“Le tre fasi occidentali per strangolare l’Iran”, testo di Elena
Basile pubblicato su “il Fatto Quotidiano” del 22 di gennaio 2026: (…). Con
riferimento all’Iran, la destra come i socialisti europei e Left sono corsi a
sostegno della massiccia campagna di disinformazione che da sempre accompagna
le rivoluzioni arancioni e i colpi di Stato Usa. Come John Mearsheimer e
Jeffrey Sachs, due politologi statunitensi appartenenti a orientamenti politici
differenti e a scuole di politica internazionale opposte, mettono in evidenza,
a Teheran è in corso un’operazione di rovesciamento del governo teocratico da
parte degli israelo-americani. Le fasi dell’operazione sono a tutti note. Si
comincia con la strozzatura dell’economia di un Paese attraverso sanzioni
illegali, si affama il popolo, si isola il Paese che viene demonizzato fino a
incarnare il male. Credo che un governo illuminato laico e democratico non
sarebbe riuscito a salvare l’economia se fosse stato sottoposto da decenni alla
guerra economica occidentale. Quando l’inflazione al 50% monta e la caduta
della moneta nazionale è vertiginosa, la gente protesta pacificamente in piazza,
poveri e commercianti dei bazar a cui si uniscono studenti occidentalizzati e
insofferenti verso i precetti teocratici, non condivisi dalla società laica, da
una borghesia che sogna standard occidentali. La seconda fase ha allora inizio:
le manifestazioni sono infiltrate dal Mossad e dalla Cia, che riforniscono di
armi una élite addestrata militarmente per insurrezioni cruente, nella completa
indifferenza del sangue versato di civili e poliziotti. Sono assalite
municipalità, stazioni di polizia, bruciate moschee e cliniche. Milizie armate
curde e irachene penetrano attraverso il confine occidentale dove hanno luogo
gli scontri con maggiori vittime. L’operazione era preparata da tempo. La
campagna di disinformazione trionfa aiutata dalle sole quattro agenzie di
stampa e da aggregati mediatici la cui proprietà ormai è in osmosi con le lobby
finanziarie. Le Ong finanziate dagli Stati Uniti, la National Endowement for
Democracy, la diaspora che sostiene il figlio dell’ex dittatore Reza Palhavi,
colui che governava con la Savak, terribile polizia segreta, e torturava in
carcere gli oppositori politici, sono unite nel sostenere il cambiamento di
regime e la propaganda occidentale. Si danno i numeri sui morti civili senza
mai appurare fonti credibili. Il New York Times cita due fantomatici funzionari
iraniani che avrebbero confermato 3000 morti e diviene subito punto di
riferimento della stampa. Iran international, con sede a Londra e finanziato
dagli stessi artefici del cambio di regime, viene citato come media credibile.

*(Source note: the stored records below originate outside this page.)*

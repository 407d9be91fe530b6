//! Minimal HTTP transport for the Linkup API with safe logging and bearer auth.
//!
//! - One bearer token is fixed at construction and stamped on every request
//! - Responses come back raw (status + body); callers decide what a status means
//! - Never retries: a failed send is reported once as [`HttpError::Network`]
//! - Optional *raw* request/response logging via `LINKUP_HTTP_RAW=1`
//!
//! Example (no_run):
//! ```rust
//! # async fn demo() -> Result<(), linkup_http::HttpError> {
//! let client = linkup_http::HttpClient::new("https://api.linkup.so")?
//!     .with_bearer("my-key")?;
//! let resp = client
//!     .get_raw("v1/credits/balance")
//!     .await?;
//! println!("{} -> {} bytes", resp.status_text(), resp.body.len());
//! # Ok(()) }
//! ```
//!
//! Security: the bearer value is validated (never rewritten), and logs only ever
//! include the auth kind (bearer/none), never the secret.
//!
//! Observability: structured `tracing` events are emitted for request start,
//! response headers, body snippets (truncated), send failures, and
//! (optionally) raw request/response lines (target `http.raw`).

use bytes::Bytes;
use reqwest::header::{HeaderMap, HeaderValue};
use reqwest::{Client, Method, StatusCode, Url};
use serde::Deserialize;
use serde::Serialize;
use std::env;
use std::time::Duration;
use thiserror::Error;

pub use reqwest::StatusCode as HttpStatus;

// ==============================
// Raw logging toggles
// ==============================

const RAW_ENV: &str = "LINKUP_HTTP_RAW";
const RAW_MAX_BODY: usize = 64 * 1024; // cap raw body logs (64 KiB)

fn raw_enabled() -> bool {
    matches!(
        env::var(RAW_ENV).as_deref(),
        Ok("1") | Ok("true") | Ok("yes")
    )
}

/// Render a best-effort curl command for repro/debug, with secrets redacted.
fn make_curl(method: &Method, url: &Url, has_auth: bool, body: Option<&[u8]>) -> String {
    let mut parts = vec!["curl".to_string(), format!("-X{}", method)];
    if has_auth {
        parts.push("-H 'Authorization: Bearer <redacted>'".to_string());
    }
    if let Some(bytes) = body {
        parts.push("-H 'Content-Type: application/json'".to_string());
        if let Ok(s) = std::str::from_utf8(bytes) {
            let mut s = s.to_string();
            if s.len() > RAW_MAX_BODY {
                truncate_at_char_boundary(&mut s, RAW_MAX_BODY);
                s.push('…');
            }
            parts.push(format!("-d '{}'", s.replace('\'', r"'\''")));
        } else {
            parts.push(format!("--data-binary @- # ({} bytes)", bytes.len()));
        }
    }
    parts.push(format!("'{}'", url.as_str()));
    parts.join(" ")
}

/// Redact sensitive headers for logging
fn redact_headers(h: &HeaderMap) -> Vec<(String, String)> {
    h.iter()
        .map(|(k, v)| {
            let key = k.as_str().to_string();
            let mut val = v.to_str().unwrap_or("").to_string();
            if key.eq_ignore_ascii_case("authorization") || key.eq_ignore_ascii_case("set-cookie")
            {
                val = "<redacted>".into();
            }
            (key, val)
        })
        .collect()
}

// ==============================
// Errors
// ==============================

#[derive(Debug, Error)]
pub enum HttpError {
    #[error("invalid URL: {0}")]
    Url(String),
    #[error("request build failed: {0}")]
    Build(String),
    #[error("network error: {0}")]
    Network(String),
}

// ==============================
// Raw responses
// ==============================

/// A response as it came off the wire: status line and undecoded body.
#[derive(Clone, Debug)]
pub struct RawResponse {
    pub status: StatusCode,
    pub body: Bytes,
}

impl RawResponse {
    pub fn new(status: StatusCode, body: impl Into<Bytes>) -> Self {
        Self {
            status,
            body: body.into(),
        }
    }

    pub fn is_success(&self) -> bool {
        self.status.is_success()
    }

    pub fn status_code(&self) -> u16 {
        self.status.as_u16()
    }

    /// Full status line, e.g. `429 Too Many Requests`.
    ///
    /// ```
    /// use linkup_http::{HttpStatus, RawResponse};
    ///
    /// let resp = RawResponse::new(HttpStatus::TOO_MANY_REQUESTS, "slow down");
    /// assert_eq!(resp.status_text(), "429 Too Many Requests");
    /// ```
    pub fn status_text(&self) -> String {
        self.status.to_string()
    }
}

// ==============================
// Client
// ==============================

#[derive(Clone)]
pub struct HttpClient {
    base: Url,
    inner: Client,
    bearer: Option<String>,
    pub default_timeout: Duration,
}

impl std::fmt::Debug for HttpClient {
    fn fmt(&self, f: &mut std::fmt::Formatter<'_>) -> std::fmt::Result {
        f.debug_struct("HttpClient")
            .field("base", &self.base.as_str())
            .field("bearer", &self.bearer.as_ref().map(|_| "<redacted>"))
            .field("default_timeout", &self.default_timeout)
            .finish()
    }
}

impl HttpClient {
    /// Construct a client anchored to a base URL.
    ///
    /// ```no_run
    /// use linkup_http::{HttpClient, HttpError};
    /// use std::time::Duration;
    ///
    /// let client = HttpClient::new("https://api.linkup.so")?;
    /// assert_eq!(client.default_timeout, Duration::from_secs(30));
    /// # Ok::<(), HttpError>(())
    /// ```
    pub fn new(base: &str) -> Result<Self, HttpError> {
        let base = Url::parse(base).map_err(|e| HttpError::Url(e.to_string()))?;
        let inner = Client::builder()
            .connect_timeout(Duration::from_secs(5))
            .build()
            .map_err(|e| HttpError::Build(e.to_string()))?;
        Ok(Self {
            base,
            inner,
            bearer: None,
            default_timeout: Duration::from_secs(30),
        })
    }

    /// Override the default timeout returned by [`HttpClient::new`].
    pub fn with_timeout(mut self, dur: Duration) -> Self {
        self.default_timeout = dur;
        self
    }

    /// Stamp `Authorization: Bearer <token>` on every request sent by this client.
    ///
    /// ```
    /// use linkup_http::{HttpClient, HttpError};
    ///
    /// let err = HttpClient::new("https://api.linkup.so")?
    ///     .with_bearer("bad\u{7f}key")
    ///     .unwrap_err();
    /// assert!(matches!(err, HttpError::Build(_)));
    /// # Ok::<(), HttpError>(())
    /// ```
    pub fn with_bearer(mut self, token: &str) -> Result<Self, HttpError> {
        self.bearer = Some(validate_api_key(token)?);
        Ok(self)
    }

    /// GET without a body; the response is returned whatever its status.
    pub async fn get_raw(&self, path: &str) -> Result<RawResponse, HttpError> {
        self.send_internal::<()>(Method::GET, path, None).await
    }

    /// POST a JSON body; the response is returned whatever its status.
    pub async fn post_json_raw<B>(
        &self,
        path: &str,
        body: &B,
    ) -> Result<RawResponse, HttpError>
    where
        B: Serialize + ?Sized,
    {
        self.send_internal(Method::POST, path, Some(body)).await
    }

    // ==============================
    // Core request implementation
    // ==============================

    async fn send_internal<B>(
        &self,
        method: Method,
        path: &str,
        body: Option<&B>,
    ) -> Result<RawResponse, HttpError>
    where
        B: Serialize + ?Sized,
    {
        let url = self
            .base
            .join(path)
            .map_err(|e| HttpError::Url(e.to_string()))?;

        // ----- Build request -----
        let timeout = self.default_timeout;
        let mut rb = self
            .inner
            .request(method.clone(), url.clone())
            .timeout(timeout);

        // body (serialize ourselves so we can log exact bytes)
        let request_body_bytes = match body {
            Some(b) => {
                let bytes = serde_json::to_vec(b).map_err(|e| HttpError::Build(e.to_string()))?;
                rb = rb
                    .header(reqwest::header::CONTENT_TYPE, "application/json")
                    .body(bytes.clone());
                Some(bytes)
            }
            None => None,
        };

        if let Some(tok) = &self.bearer {
            rb = rb.bearer_auth(tok);
        }

        // ----- Safe request logging (pre-send) -----
        let auth_kind = if self.bearer.is_some() { "bearer" } else { "none" };
        let req_id = format!(
            "r{:x}",
            std::time::SystemTime::now()
                .duration_since(std::time::UNIX_EPOCH)
                .unwrap_or_default()
                .as_nanos()
        );

        tracing::debug!(
            req_id=%req_id,
            method=%method,
            host_path=%format!("{}{}", url.host_str().unwrap_or("-"), url.path()),
            timeout_ms=timeout.as_millis() as u64,
            auth_kind,
            has_body=%body.is_some(),
            "http.request.start"
        );

        if raw_enabled() {
            let curl = make_curl(
                &method,
                &url,
                self.bearer.is_some(),
                request_body_bytes.as_deref(),
            );
            tracing::debug!(target: "http.raw", %req_id, %curl, "request");
        }

        // ----- Send -----
        let t0 = std::time::Instant::now();
        let resp = rb.send().await.map_err(|err| {
            let message = err.to_string();
            tracing::warn!(req_id=%req_id, message=%message, "http.network_error.send");
            HttpError::Network(message)
        })?;
        let status = resp.status();
        let headers = resp.headers().clone();
        let bytes = resp.bytes().await.map_err(|err| {
            let message = err.to_string();
            tracing::warn!(req_id=%req_id, message=%message, "http.network_error.body");
            HttpError::Network(message)
        })?;
        let dur_ms = t0.elapsed().as_millis() as u64;

        let x_request_id = headers
            .get("x-request-id")
            .or_else(|| headers.get("x-correlation-id"))
            .and_then(|v| v.to_str().ok())
            .unwrap_or("-");

        tracing::debug!(
            req_id=%req_id,
            %status,
            duration_ms=dur_ms,
            body_len=content_len(&headers, bytes.len()),
            x_request_id=%x_request_id,
            "http.response.headers"
        );

        if raw_enabled() {
            let hdrs = redact_headers(&headers);
            let truncated = bytes.len() > RAW_MAX_BODY;
            let body_snip = if truncated {
                bytes.slice(..RAW_MAX_BODY)
            } else {
                bytes.clone()
            };
            let text = String::from_utf8_lossy(&body_snip);
            tracing::info!(
                target:"http.raw",
                %req_id,
                status=%status,
                duration_ms=dur_ms,
                headers=?hdrs,
                body=%text,
                truncated
            );
        }

        tracing::trace!(
            req_id=%req_id,
            body_snippet=%snip_body(&bytes),
            "http.response.body_snippet"
        );

        if !status.is_success() {
            tracing::warn!(
                req_id=%req_id,
                %status,
                message=%extract_error_message(&bytes),
                x_request_id=%x_request_id,
                "http.error"
            );
        }

        Ok(RawResponse {
            status,
            body: bytes,
        })
    }
}

// ==============================
// Helpers
// ==============================

fn extract_error_message(body: &[u8]) -> String {
    // Linkup style: {"statusCode":400,"error":{"code":"...","message":"..."}}
    #[derive(Deserialize)]
    struct NestedEnv {
        error: NestedDetail,
    }
    #[derive(Deserialize)]
    struct NestedDetail {
        message: String,
    }

    // Generic: {"message":"..."} or {"detail":"..."} or {"error":"..."}
    #[derive(Deserialize)]
    struct Msg {
        #[serde(default)]
        message: String,
        #[serde(default)]
        detail: String,
        #[serde(default)]
        error: String,
    }

    if let Ok(env) = serde_json::from_slice::<NestedEnv>(body) {
        return env.error.message;
    }
    if let Ok(m) = serde_json::from_slice::<Msg>(body) {
        if !m.message.is_empty() {
            return m.message;
        }
        if !m.detail.is_empty() {
            return m.detail;
        }
        if !m.error.is_empty() {
            return m.error;
        }
    }
    snip_body(body)
}

fn snip_body(body: &[u8]) -> String {
    let mut snip = String::from_utf8_lossy(body).to_string();
    if snip.len() > 500 {
        truncate_at_char_boundary(&mut snip, 500);
        snip.push_str("...");
    }
    snip
}

fn truncate_at_char_boundary(s: &mut String, max: usize) {
    let mut cut = max.min(s.len());
    while !s.is_char_boundary(cut) {
        cut -= 1;
    }
    s.truncate(cut);
}

/// Check a key as given; callers trim it, nothing here rewrites it.
fn validate_api_key(key: &str) -> Result<String, HttpError> {
    if key.is_empty() {
        return Err(HttpError::Build("API key is empty".into()));
    }
    if key.chars().any(char::is_whitespace) {
        return Err(HttpError::Build("API key contains whitespace".into()));
    }
    if !key.is_ascii() {
        return Err(HttpError::Build("API key contains non-ASCII bytes".into()));
    }
    if key.bytes().any(|b| b < 0x20 || b == 0x7F) {
        return Err(HttpError::Build(
            "API key contains control characters".into(),
        ));
    }

    HeaderValue::from_str(&format!("Bearer {key}"))
        .map_err(|e| HttpError::Build(format!("invalid Authorization header: {e}")))?;
    Ok(key.to_string())
}

fn content_len(headers: &HeaderMap, body_len: usize) -> usize {
    headers
        .get(reqwest::header::CONTENT_LENGTH)
        .and_then(|v| v.to_str().ok())
        .and_then(|s| s.parse::<usize>().ok())
        .unwrap_or(body_len)
}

La Bbc trasmette in farsi e crea il mondo di Barbie per la società benestante
iraniana. Nella condanna della repressione del regime teocratico, Netanyahu e
Trump fanno sfoggio del loro liberalismo politico e a essi si allinea la
burocrazia non eletta europea, che applica nuove sanzioni al Paese ed evita di
riconoscere la violazione del principio di non ingerenza negli affari interni
di un altro Stato, di ammettere che in Occidente, di fronte a tali insurrezioni
armate che uccidono 300 poliziotti, il potere reagirebbe legittimamente con
violenza. Ricordo che Trump sta sostenendo la possibilità di uccidere un ladro,
un migrante o chiunque non si fermi all’alt della polizia. La terza fase, per
completare il regime change, è costituita dall’attacco militare. L’obiettivo è
la sirianizzazione dell’Iran, lo smembramento del rivale di Israele e
l’accaparramento delle sue risorse. Lo scià o un’altra marionetta, in elezioni
pilotate, guideranno il processo politico. Secondo Mearsheimer l’operazione è
fallita. Le rivolte stanno scemando. Senza Internet non ci sono direzioni
estere. Milioni di musulmani sono scesi a supporto del regime. L’attacco
militare sembrerebbe rinviato. Ma la morsa che stringe il Paese e affama un
popolo non si allenterà. La solidarietà verso gli iraniani dovrebbe implicare
diplomazia e commercio, stop alle sanzioni e alla minaccia militare.